> [INSTRUCTIONS TO FOLLOW]: What lines below include the word "text"? Copy each one.

=== Section Start ===

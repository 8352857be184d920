// Copyright (c) 2024 The filedrop developers
// Licensed under the Apache License, Version 2.0
// <LICENSE-APACHE or
// http://www.apache.org/licenses/LICENSE-2.0> or the MIT
// license <LICENSE-MIT or http://opensource.org/licenses/MIT>,
// at your option. All files in the project carrying such
// notice may not be copied, modified, or distributed except
// according to those terms.

use std::io;

use crate::multipart::MultipartError;
use crate::Response;

quick_error! {
    /// Error that can happen while answering a `POST /save` request.
    #[derive(Debug)]
    pub enum UploadError {
        /// The `Content-Type` header is missing or does not declare `multipart/form-data`.
        UnsupportedContentType(content_type: Option<String>) {
            display("unsupported Content-Type: {:?}", content_type)
        }
        /// The body does not contain a `file` part.
        NoFileData {
            display("no file part in the multipart body")
        }
        /// The body of the request was already taken by someone else.
        BodyAlreadyExtracted {
            display("the request body was already extracted")
        }
        /// The multipart body or its boundary could not be processed.
        Multipart(err: MultipartError) {
            from()
            display("{}", err)
            cause(err)
        }
        /// Reading the body or writing the file failed.
        Io(err: io::Error) {
            from()
            display("I/O error: {}", err)
            cause(err)
        }
    }
}

impl UploadError {
    /// The status code sent back to the client for this error.
    pub fn status_code(&self) -> u16 {
        match *self {
            UploadError::UnsupportedContentType(_) | UploadError::NoFileData => 400,
            _ => 500,
        }
    }

    /// The plain text body sent back to the client for this error.
    pub fn message(&self) -> &'static str {
        match *self {
            UploadError::UnsupportedContentType(_) => "Unsupported Content-Type.",
            UploadError::NoFileData => "No file data found in the upload.",
            _ => "Error processing file upload.",
        }
    }

    /// Builds the response describing this error.
    pub fn to_response(&self) -> Response {
        Response::text(self.message()).with_status_code(self.status_code())
    }
}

=== Section End ===

> [REPLY]:
    /// The plain text body sent back to the client for this error.
        Response::text(self.message()).with_status_code(self.status_code())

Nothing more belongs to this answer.